The Marine Corps Medal of Honor Recipients

Featuring Marine Medal of Honor Recipients From WWII-Korea-Viet Nam And Iraqi Freedom
Honor-Courage-Commitment

EUGENE A. OBREGON
Private First Class
United States Marine Corps

Citation:

Private First Class Eugene A. Oberegon
United States Marine Corps

For service as set forth in the following:For conspicuous gallantry and intrepidity at the risk of his life above the call of duty while serving with Company G, Third Battalion, Fifth Marines, First Marine Division (Reinforced), in action against enemy aggressor forces at Seoul, Korea, on 26 September 1950. While serving as an ammunition carrier of a machine-gun squad in a Marine Rifle Company which was temporarily pinned down by hostile fire, Private First Class Obregon observed a fellow Marine fall wounded in the line of fire. Armed only with a pistol, he unhesitatingly dashed from his covered position to the side of the casualty. Firing his pistol with one hand and, despite the great peril to himself, dragged him to the side of the road. Still under enemy fire, he was bandaging the man's wounds when hostile troops of approximately platoon strength began advancing towards his position. Quickly seizing the wounded Marine's carbine, he placed his own body as a shield in front of him and lay there firing accurately and effectively into the hostile group until he himself was fatally wounded by enemy machine-gun fire. By his courageous fighting spirit, fortitude and loyal devotion to duty, Private First Class Obregon enabled his fellow Marines to rescue the wounded man and aided essentially in repelling the attack, thereby sustaining the highest traditions of the United States Naval Service. He gallantly gave his life for his country.

Harry S. Truman
President of the United States

Private First Class Eugene A. Obregon, 19, of Los Angeles, California, earned the Medal of Honor in Korea for sacrificing his life to save that of a wounded comrade.

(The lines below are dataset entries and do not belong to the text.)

impl MarketFilter {
    pub fn new(config: UniverseFilter) -> Result<Self> {
        let patterns = config
            .exclude_patterns
            .iter()
            .map(|p| Regex::new(p).with_context(|| format!("Invalid exclude pattern {:?}", p)))
            .collect::<Result<Vec<_>>>()?;

        Ok(Self { config, patterns })
    }

    pub fn check(&self, market: &MarketTicker) -> Result<(), (Exclusion, String)> {
        let c = &self.config;

        if let Some(volume) = market.quote_volume_24h {
            if volume < c.min_volume_usd {
                return Err((
                    Exclusion::Volume,
                    format!("volume {:.0} < min {:.0}", volume, c.min_volume_usd),
                ));
            }
        }

        if let Some(spread) = market.spread_percent() {
            if spread > c.max_spread_percent {
                return Err((
                    Exclusion::Spread,
                    format!("spread {:.4}% > max {}%", spread, c.max_spread_percent),
                ));
            }
        }

        if c.exclude_symbols.iter().any(|s| *s == market.symbol) {
            return Err((Exclusion::Excluded, "explicitly excluded".to_string()));
        }
        if let Some(pattern) = self.patterns.iter().find(|p| p.is_match(&market.symbol)) {
            return Err((Exclusion::Excluded, format!("matches {}", pattern.as_str())));
        }

        if let Some(min_cost) = market.min_notional {
            if min_cost > c.min_notional {
                return Err((
                    Exclusion::Notional,
                    format!("min order {} exceeds {}", min_cost, c.min_notional),
                ));
            }
        }

        if let Some(last) = market.last_price {
            if last < c.min_price {
                return Err((Exclusion::Price, format!("price {} < min {}", last, c.min_price)));
            }
            if let Some(max) = c.max_price {
                if last > max {
                    return Err((Exclusion::Price, format!("price {} > max {}", last, max)));
                }
            }
        }

        Ok(())
    }

    /// Symbols passing every check, sorted, with the exclusion counts
    pub fn apply(&self, markets: &[MarketTicker]) -> (Vec<String>, FilterStats) {
        let mut stats = FilterStats::default();
        let mut selected = BTreeSet::new();

        for market in markets {
            match self.check(market) {
                Ok(()) => {
                    selected.insert(market.symbol.clone());
                }
                Err((exclusion, reason)) => {
                    debug!(symbol = %market.symbol, filter = %exclusion, reason = %reason, "Market excluded");
                    stats.add(exclusion);
                }
            }
        }

        (selected.into_iter().collect(), stats)
    }
}
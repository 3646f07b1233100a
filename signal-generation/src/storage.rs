// Signal Storage Interface
// Persistence for emitted signals

use anyhow::{anyhow, Context, Result};
use chrono::{DateTime, Utc};
use common::{Side, Signal};
use sqlx::postgres::{PgPool, PgRow};
use sqlx::types::Json;
use sqlx::Row;
use std::collections::HashMap;
use std::sync::Arc;
use tracing::{debug, info};
use uuid::Uuid;

/// Trait for signal storage backends
///
/// At most one signal is kept per (symbol, timeframe, source_candle_ts).
#[async_trait::async_trait]
pub trait SignalStorage: Send + Sync {
    /// Store a signal. Returns false if one already exists for the same source candle.
    async fn store(&self, signal: &Signal) -> Result<bool>;

    /// Retrieve a signal by ID
    async fn get(&self, signal_id: Uuid) -> Result<Option<Signal>>;

    /// All signals for a symbol, newest first
    async fn get_by_symbol(&self, symbol: &str) -> Result<Vec<Signal>>;

    /// Most recent signals, newest first
    async fn recent(&self, limit: usize) -> Result<Vec<Signal>>;

    /// Signals created in `[start, end)`, newest first
    async fn between(&self, start: DateTime<Utc>, end: DateTime<Utc>) -> Result<Vec<Signal>>;

    async fn count(&self) -> Result<usize>;
}

/// In-memory signal storage (for testing and development)
pub struct InMemorySignalStorage {
    signals: tokio::sync::RwLock<HashMap<Uuid, Signal>>,
}

impl InMemorySignalStorage {
    pub fn new() -> Self {
        Self {
            signals: tokio::sync::RwLock::new(HashMap::new()),
        }
    }
}

impl Default for InMemorySignalStorage {
    fn default() -> Self {
        Self::new()
    }
}

fn newest_first(mut signals: Vec<Signal>) -> Vec<Signal> {
    signals.sort_by(|a, b| {
        b.source_candle_ts
            .cmp(&a.source_candle_ts)
            .then(b.created_at.cmp(&a.created_at))
    });
    signals
}

#[async_trait::async_trait]
impl SignalStorage for InMemorySignalStorage {
    async fn store(&self, signal: &Signal) -> Result<bool> {
        let mut signals = self.signals.write().await;
        let duplicate = signals.values().any(|s| {
            s.symbol == signal.symbol
                && s.timeframe == signal.timeframe
                && s.source_candle_ts == signal.source_candle_ts
        });
        if duplicate {
            debug!(symbol = %signal.symbol, ts = signal.source_candle_ts, "Duplicate signal ignored");
            return Ok(false);
        }
        signals.insert(signal.id, signal.clone());
        Ok(true)
    }

    async fn get(&self, signal_id: Uuid) -> Result<Option<Signal>> {
        let signals = self.signals.read().await;
        Ok(signals.get(&signal_id).cloned())
    }

    async fn get_by_symbol(&self, symbol: &str) -> Result<Vec<Signal>> {
        let signals = self.signals.read().await;
        Ok(newest_first(
            signals.values().filter(|s| s.symbol == symbol).cloned().collect(),
        ))
    }

    async fn recent(&self, limit: usize) -> Result<Vec<Signal>> {
        let signals = self.signals.read().await;
        let mut all = newest_first(signals.values().cloned().collect());
        all.truncate(limit);
        Ok(all)
    }

    async fn between(&self, start: DateTime<Utc>, end: DateTime<Utc>) -> Result<Vec<Signal>> {
        let signals = self.signals.read().await;
        Ok(newest_first(
            signals
                .values()
                .filter(|s| s.created_at >= start && s.created_at < end)
                .cloned()
                .collect(),
        ))
    }

    async fn count(&self) -> Result<usize> {
        Ok(self.signals.read().await.len())
    }
}

/// PostgreSQL-backed signal storage
pub struct PgSignalStorage {
    db_pool: Arc<PgPool>,
}

impl PgSignalStorage {
    pub fn new(db_pool: Arc<PgPool>) -> Self {
        Self { db_pool }
    }

    /// Initialize signal tables
    pub async fn initialize(&self) -> Result<()> {
        sqlx::query(
            r#"
            CREATE TABLE IF NOT EXISTS signals (
                id UUID PRIMARY KEY,
                symbol TEXT NOT NULL,
                timeframe TEXT NOT NULL,
                side TEXT NOT NULL,
                score DOUBLE PRECISION NOT NULL,
                confidence DOUBLE PRECISION NOT NULL,
                entry_price NUMERIC NOT NULL,
                stop_loss NUMERIC NOT NULL,
                take_profit NUMERIC NOT NULL,
                reasons JSONB NOT NULL,
                created_at TIMESTAMPTZ NOT NULL,
                source_candle_ts BIGINT NOT NULL,
                UNIQUE (symbol, timeframe, source_candle_ts)
            )
            "#,
        )
        .execute(self.db_pool.as_ref())
        .await
        .context("Failed to create signals table")?;

        sqlx::query(
            "CREATE INDEX IF NOT EXISTS idx_signals_symbol_created ON signals (symbol, created_at DESC)",
        )
        .execute(self.db_pool.as_ref())
        .await
        .context("Failed to create signals index")?;

        info!("Signal storage tables initialized");
        Ok(())
    }

    fn from_row(row: &PgRow) -> Result<Signal> {
        let side: String = row.try_get("side")?;
        let reasons: Json<Vec<String>> = row.try_get("reasons")?;
        Ok(Signal {
            id: row.try_get("id")?,
            symbol: row.try_get("symbol")?,
            timeframe: row.try_get("timeframe")?,
            side: side.parse::<Side>().map_err(|e| anyhow!(e))?,
            score: row.try_get("score")?,
            confidence: row.try_get("confidence")?,
            entry_price: row.try_get("entry_price")?,
            stop_loss: row.try_get("stop_loss")?,
            take_profit: row.try_get("take_profit")?,
            reasons: reasons.0,
            created_at: row.try_get("created_at")?,
            source_candle_ts: row.try_get("source_candle_ts")?,
        })
    }
}

const SELECT_SIGNALS: &str = r#"
    SELECT id, symbol, timeframe, side, score, confidence, entry_price, stop_loss,
           take_profit, reasons, created_at, source_candle_ts
    FROM signals
"#;

#[async_trait::async_trait]
impl SignalStorage for PgSignalStorage {
    async fn store(&self, signal: &Signal) -> Result<bool> {
        let result = sqlx::query(
            r#"
            INSERT INTO signals (
                id, symbol, timeframe, side, score, confidence, entry_price,
                stop_loss, take_profit, reasons, created_at, source_candle_ts
            )
            VALUES ($1, $2, $3, $4, $5, $6, $7, $8, $9, $10, $11, $12)
            ON CONFLICT (symbol, timeframe, source_candle_ts) DO NOTHING
            "#,
        )
        .bind(signal.id)
        .bind(&signal.symbol)
        .bind(&signal.timeframe)
        .bind(signal.side.as_str())
        .bind(signal.score)
        .bind(signal.confidence)
        .bind(signal.entry_price)
        .bind(signal.stop_loss)
        .bind(signal.take_profit)
        .bind(Json(&signal.reasons))
        .bind(signal.created_at)
        .bind(signal.source_candle_ts)
        .execute(self.db_pool.as_ref())
        .await
        .context("Failed to insert signal")?;

        Ok(result.rows_affected() == 1)
    }

    async fn get(&self, signal_id: Uuid) -> Result<Option<Signal>> {
        let row = sqlx::query(&format!("{SELECT_SIGNALS} WHERE id = $1"))
            .bind(signal_id)
            .fetch_optional(self.db_pool.as_ref())
            .await
            .context("Failed to fetch signal")?;

        row.as_ref().map(Self::from_row).transpose()
    }

    async fn get_by_symbol(&self, symbol: &str) -> Result<Vec<Signal>> {
        let rows = sqlx::query(&format!(
            "{SELECT_SIGNALS} WHERE symbol = $1 ORDER BY source_candle_ts DESC, created_at DESC"
        ))
        .bind(symbol)
        .fetch_all(self.db_pool.as_ref())
        .await
        .context("Failed to fetch signals by symbol")?;

        rows.iter().map(Self::from_row).collect()
    }

    async fn recent(&self, limit: usize) -> Result<Vec<Signal>> {
        let rows = sqlx::query(&format!(
            "{SELECT_SIGNALS} ORDER BY source_candle_ts DESC, created_at DESC LIMIT $1"
        ))
        .bind(limit as i64)
        .fetch_all(self.db_pool.as_ref())
        .await
        .context("Failed to fetch recent signals")?;

        rows.iter().map(Self::from_row).collect()
    }

    async fn between(&self, start: DateTime<Utc>, end: DateTime<Utc>) -> Result<Vec<Signal>> {
        let rows = sqlx::query(&format!(
            "{SELECT_SIGNALS} WHERE created_at >= $1 AND created_at < $2 ORDER BY source_candle_ts DESC, created_at DESC"
        ))
        .bind(start)
        .bind(end)
        .fetch_all(self.db_pool.as_ref())
        .await
        .context("Failed to fetch signals in range")?;

        rows.iter().map(Self::from_row).collect()
    }

    async fn count(&self) -> Result<usize> {
        let count: i64 = sqlx::query_scalar("SELECT COUNT(*) FROM signals")
            .fetch_one(self.db_pool.as_ref())
            .await
            .context("Failed to count signals")?;
        Ok(count as usize)
    }
}

#[cfg(test)]
mod tests {
    use super::*;
    use chrono::Duration;
    use rust_decimal::Decimal;

    fn signal(symbol: &str, ts: i64) -> Signal {
        Signal {
            id: Uuid::new_v4(),
            symbol: symbol.to_string(),
            timeframe: "1h".to_string(),
            side: Side::Long,
            score: 8.0,
            confidence: 0.8,
            entry_price: Decimal::new(100, 0),
            stop_loss: Decimal::new(97, 0),
            take_profit: Decimal::new(106, 0),
            reasons: vec!["RSI oversold".to_string()],
            created_at: Utc::now(),
            source_candle_ts: ts,
        }
    }

    #[tokio::test]
    async fn test_in_memory_storage() {
        let storage = InMemorySignalStorage::new();
        let s = signal("BTCUSDT", 1_000);

        assert!(storage.store(&s).await.unwrap());
        let retrieved = storage.get(s.id).await.unwrap();
        assert_eq!(retrieved, Some(s));
        assert_eq!(storage.count().await.unwrap(), 1);
    }

    #[tokio::test]
    async fn test_one_signal_per_source_candle() {
        let storage = InMemorySignalStorage::new();

        assert!(storage.store(&signal("BTCUSDT", 1_000)).await.unwrap());
        assert!(!storage.store(&signal("BTCUSDT", 1_000)).await.unwrap());
        assert!(storage.store(&signal("BTCUSDT", 2_000)).await.unwrap());

        assert_eq!(storage.count().await.unwrap(), 2);
    }

    #[tokio::test]
    async fn test_recent_is_newest_first() {
        let storage = InMemorySignalStorage::new();
        for ts in [1_000, 3_000, 2_000] {
            storage.store(&signal("ETHUSDT", ts)).await.unwrap();
        }
        storage.store(&signal("SOLUSDT", 500)).await.unwrap();

        let recent = storage.recent(2).await.unwrap();
        let ts: Vec<i64> = recent.iter().map(|s| s.source_candle_ts).collect();
        assert_eq!(ts, vec![3_000, 2_000]);

        let sol = storage.get_by_symbol("SOLUSDT").await.unwrap();
        assert_eq!(sol.len(), 1);
    }

    #[tokio::test]
    async fn test_between_is_half_open() {
        let storage = InMemorySignalStorage::new();
        let now = Utc::now();
        for (ts, age_hours) in [(1_000, 30), (2_000, 20), (3_000, 2)] {
            let mut s = signal("ETHUSDT", ts);
            s.created_at = now - Duration::hours(age_hours);
            storage.store(&s).await.unwrap();
        }

        let day = storage.between(now - Duration::hours(24), now).await.unwrap();
        let ts: Vec<i64> = day.iter().map(|s| s.source_candle_ts).collect();
        assert_eq!(ts, vec![3_000, 2_000]);

        let edge = storage.between(now - Duration::hours(30), now - Duration::hours(20)).await.unwrap();
        assert_eq!(edge.len(), 1);
        assert_eq!(edge[0].source_candle_ts, 1_000);
    }
}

The Nation's highest decoration for valor was awarded to the young Marine posthumously for extraordinary heroism on 26 September 1950, at Seoul, when he shielded a fallen friend with his body until fatally wounded by enemy machine gun fire. The Medal of Honor was presented to his parents by Secretary of the Navy Daniel A. Kimball on 30 August 1951.

Born 12 November 1930, in Los Angeles, California, Eugene Arnold Obregon attended elementary schools there and later Roosevelt High School before enlisting in the Marine Corps on 7 June 1948, at the age of 17.

Following recruit training at San Diego, California, he was assigned to the Marine Corps Supply Depot, Barstow, California, where he served as a fireman until the outbreak of the war in Korea. He was transferred to the 1st Marine Provisional Brigade and served as a machine gun ammunition carrier. His unit departed the United States on 14 July 1950 and arrived at Pusan, Korea, on 3 August 1950.

He was in action by 8 August 1950, along the Naktong River, and participated in the lnchon landing. Then, on 26 September, during the assault on the city of Seoul, came the act in which he gave his life.

The wounded comrade was PFC Bert M. Johnson, 19, of Grand Prairie, Texas. He was hospitalized, recovered, and returned to duty in the United States at Camp Lejeune, North Carolina.

In addition to the Medal of Honor, PFC Obregon also was posthumously awarded the Purple Heart Medal, Presidential Unit Citation, and Korean Service Medal with three bronze stars.